Bumper height matching standards in recent decades, designed to better distribute force between smaller cars when hit by larger SUVs and utes, appear to have made side-on collisions somewhat safer but studies suggest they have had less benefit reducing danger in other scenarios posed by the increasingly heavier weight of larger vehicles – which have only become more populous on roads.
Conversely, if an SUV hits a fixed object such as a tree, the energy transfer that occurs when hitting a smaller car is not replicated, making it more dangerous for the occupants.
“We know that a four-wheel drive or ute, even a modern one, is the worst thing you can crash a tree into,” Newstead said.
To optimise our vehicle fleet to have the safest collisions “we should all be driving [Toyota] Camrys or other sedans”.
“The old [Ford] Falcons and [Holden] Commodores we used to drive were fantastic for collisions, as lower and longer bonneted vehicles are much safer,” Newstead said.
Line of sight
Taller cars impede visibility for their drivers as well as other road users.
Crucially, if a driver can’t make eye contact with a pedestrians, “they are going to drive as though they aren’t there”, Roberts said.
In Australia, a vehicle’s Ancap score is calculated by several safety factors, including vulnerable road user (such as pedestrians) protection, as well as how drivers and occupants fare.
However, Newstead identifies two major shortcomings of Australia’s system, having failed to adapt to the country’s love affair with large cars.
Firstly, the different body parts of that test dummies are thrown at align with the lower-off-the-ground cars, with the lower leg form coming up against the leading edge of the bonnet and head against the windscreen – which is not how pedestrians align with SUVs.
Additionally, the Ancap score is an overall one, whereby a poor result in pedestrian protection can be obscured by very good driver and occupant protection and safety assistance technology, which can boost the final rating.
In jurisdictions in Europe and Japan, a minimum safety score for pedestrian protection is required for a vehicle to be sold in market.
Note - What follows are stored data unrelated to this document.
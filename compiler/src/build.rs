// build.rs — SSA graph construction from a parsed `.mir` program
//
// Walks `arg` and `inst` statements in order and builds the kernel-bound
// SsaGraph the io-complement pass runs on. Each instruction gets an operator
// from the catalog, its candidate kernels for the valid places, and a picked
// kernel (the one at its `@ place`, or the first candidate).
//
// Preconditions: the catalog holds the program's kernels.
// Postconditions: every well-formed statement is in the graph; when no error
//   was reported the graph passes `check_valid`.
// Failure modes: diagnostics E0100–E0109. A faulty instruction is skipped as
//   a whole, so later statements still see a consistent graph.
// Side effects: none.

use std::collections::HashSet;

use crate::ast::{ArgStmt, BindingExpr, InstStmt, Program, Span, StatementKind};
use crate::catalog::{Kernel, OpCatalog};
use crate::diag::{codes, has_errors, DiagCode, Diagnostic};
use crate::graph::{Instruction, SsaGraph};
use crate::id::NodeId;
use crate::op_desc::OpDesc;
use crate::types::{Place, Type};

/// Result of graph construction.
#[derive(Debug)]
pub struct BuildResult {
    pub graph: SsaGraph,
    pub diagnostics: Vec<Diagnostic>,
}

/// Build the SSA graph of `program`.
pub fn build_graph(program: &Program, catalog: &OpCatalog, places: &[Place]) -> BuildResult {
    let mut builder = GraphBuilder {
        catalog,
        places,
        graph: SsaGraph::new(),
        diagnostics: Vec::new(),
    };
    for stmt in &program.statements {
        match &stmt.kind {
            StatementKind::Arg(arg) => builder.add_argument(arg, stmt.span),
            StatementKind::Inst(inst) => builder.add_instruction(inst),
            StatementKind::Set(_) | StatementKind::Kernel(_) => {}
        }
    }
    builder.finish()
}

// ── Builder ─────────────────────────────────────────────────────────────────

struct GraphBuilder<'a> {
    catalog: &'a OpCatalog,
    places: &'a [Place],
    graph: SsaGraph,
    diagnostics: Vec<Diagnostic>,
}

/// Output argument of an instruction under construction.
enum OutputSlot {
    Existing { id: NodeId, ty: Option<Type> },
    New { name: String, ty: Option<Type> },
}

impl GraphBuilder<'_> {
    fn add_argument(&mut self, arg: &ArgStmt, span: Span) {
        let ty = match arg.ty.as_ref().map(|t| t.to_type()).transpose() {
            Ok(ty) => ty,
            Err(e) => {
                let span = arg.ty.as_ref().map_or(span, |t| t.span);
                self.error(codes::E0100, e.to_string(), span);
                return;
            }
        };
        if self.graph.new_argument_node(arg.name.name.clone(), ty).is_err() {
            self.diagnostics.push(
                Diagnostic::error(
                    codes::E0105,
                    format!("argument '{}' is declared twice", arg.name.name),
                )
                .with_span(arg.name.span),
            );
        }
    }

    fn add_instruction(&mut self, stmt: &InstStmt) {
        let errors_before = self.diagnostics.len();

        let mut op = match self.catalog.create(&stmt.op.name) {
            Ok(op) => op,
            Err(e) => {
                self.diagnostics.push(
                    Diagnostic::error(codes::E0101, e.to_string())
                        .with_span(stmt.op.span)
                        .with_hint("declare it with a `kernel` statement or load a catalog with -I"),
                );
                return;
            }
        };

        // ── Inputs ──
        let mut inputs: Vec<NodeId> = Vec::new();
        for binding in &stmt.inputs {
            for arg in &binding.arguments {
                match self.graph.argument(&arg.name) {
                    Some(id) if !inputs.contains(&id) => inputs.push(id),
                    Some(_) => {}
                    None => self.diagnostics.push(
                        Diagnostic::error(
                            codes::E0102,
                            format!("undefined argument '{}'", arg.name),
                        )
                        .with_span(arg.span)
                        .with_hint(format!("declare it with `arg {}: <place>`", arg.name)),
                    ),
                }
            }
        }

        // ── Descriptor ──
        let mut desc = OpDesc::new();
        desc.set_type(stmt.op.name.clone());
        for b in &stmt.inputs {
            desc.set_input(b.formal.name.clone(), names(b));
        }
        for b in &stmt.outputs {
            desc.set_output(b.formal.name.clone(), names(b));
        }
        if let Err(e) = op.attach(desc) {
            self.error(codes::E0108, e.to_string(), stmt.span);
        }

        // ── Kernels ──
        let mut kernels = op.create_kernels(self.places);
        if kernels.is_empty() {
            let places: Vec<String> = self.places.iter().map(Place::to_string).collect();
            self.diagnostics.push(
                Diagnostic::error(
                    codes::E0104,
                    format!("no '{}' kernel for the valid places", stmt.op.name),
                )
                .with_span(stmt.op.span)
                .with_hint(format!("valid places: [{}]", places.join(", "))),
            );
        } else if let Some(lit) = &stmt.place {
            match lit.to_place() {
                Ok(place) => match kernels.iter().position(|k| place.matches(&k.place)) {
                    Some(index) => {
                        let kernel = kernels.remove(index);
                        kernels.insert(0, kernel);
                    }
                    None => self.error(
                        codes::E0104,
                        format!("no '{}' kernel at {}", stmt.op.name, place),
                        lit.span,
                    ),
                },
                Err(e) => self.error(codes::E0100, e.to_string(), lit.span),
            }
        }

        // ── Outputs ──
        let mut outputs: Vec<OutputSlot> = Vec::new();
        let mut written: HashSet<&str> = HashSet::new();
        for binding in &stmt.outputs {
            let declared = kernels
                .first()
                .and_then(|k| output_type(k, &binding.formal.name, &inputs, &self.graph));
            for arg in &binding.arguments {
                if !written.insert(arg.name.as_str()) {
                    continue;
                }
                match self.graph.argument(&arg.name) {
                    Some(id) if inputs.contains(&id) => self.error(
                        codes::E0103,
                        format!("instruction reads and writes '{}'", arg.name),
                        arg.span,
                    ),
                    Some(id) if self.graph.producer(id).is_some() => self.error(
                        codes::E0103,
                        format!("argument '{}' already has a producer", arg.name),
                        arg.span,
                    ),
                    Some(id) => outputs.push(OutputSlot::Existing { id, ty: declared }),
                    None => outputs.push(OutputSlot::New {
                        name: arg.name.clone(),
                        ty: declared,
                    }),
                }
            }
        }

        if self.diagnostics.len() > errors_before {
            return;
        }

        // ── Commit ──
        let node = self.graph.new_instruction_node(Instruction::new(op, kernels));
        for input in inputs {
            if let Err(e) = self.graph.directed_link(input, node) {
                self.error(codes::E0109, e.to_string(), stmt.span);
            }
        }
        for slot in outputs {
            let id = match slot {
                OutputSlot::Existing { id, ty } => {
                    if let Some(arg) = self.graph.node_mut(id).and_then(|n| n.as_argument_mut()) {
                        if arg.ty.is_none() {
                            arg.ty = ty;
                        }
                    }
                    id
                }
                OutputSlot::New { name, ty } => match self.graph.new_argument_node(name, ty) {
                    Ok(id) => id,
                    Err(e) => {
                        self.error(codes::E0105, e.to_string(), stmt.span);
                        continue;
                    }
                },
            };
            if let Err(e) = self.graph.directed_link(node, id) {
                self.error(codes::E0109, e.to_string(), stmt.span);
            }
        }
    }

    fn error(&mut self, code: DiagCode, message: String, span: Span) {
        self.diagnostics
            .push(Diagnostic::error(code, message).with_span(span));
    }

    fn finish(mut self) -> BuildResult {
        if !has_errors(&self.diagnostics) {
            if let Err(e) = self.graph.check_valid() {
                self.diagnostics.push(
                    Diagnostic::error(codes::E0109, e.to_string())
                        .with_hint("every input must be declared with a type or written by an earlier instruction"),
                );
            }
        }
        BuildResult {
            graph: self.graph,
            diagnostics: self.diagnostics,
        }
    }
}

fn names(binding: &BindingExpr) -> Vec<String> {
    binding.arguments.iter().map(|a| a.name.clone()).collect()
}

/// The type written to output `formal` by `kernel`. Declared `any`
/// components are taken from the first typed input.
fn output_type(kernel: &Kernel, formal: &str, inputs: &[NodeId], graph: &SsaGraph) -> Option<Type> {
    let declared = *kernel.output_decl_type(formal)?;
    let first_input = inputs
        .iter()
        .filter_map(|&id| graph.node(id)?.as_argument()?.ty)
        .next();
    Some(match first_input {
        Some(actual) => declared.refine(&actual),
        None => declared,
    })
}

// ── Tests ───────────────────────────────────────────────────────────────────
No such minimums exist in Australia.
Newstead urged authorities to update Australia’s laws to mandate a minimum pedestrian and vulnerable road user safety score, as well as for testing protocols to better assess larger cars.
“Ancap doesn’t reflect the dynamic of how fleets interact on the roads,” he said.
Mother of two Peta Stamell echoes Newstead’s concerns. The Canberra mother, who has dwarfism and is 1.16m tall, said the proliferation of large SUVs has made walking around her neighbourhood feel considerably more dangerous for her and her children, Rowan, 3, and Avril, 11 months.
As she is unable to see the drivers in larger SUVs and utes, she worries they are unaware of her, citing two recent “near misses on roads with these huge cars” while at pedestrian crossings.
Stamell said she was “outraged” that Ancap testing hadn’t been updated to consider the influx of taller cars.
“It’s keeping me up at night,” she said. “I’m honestly really scared for my family’s safety.”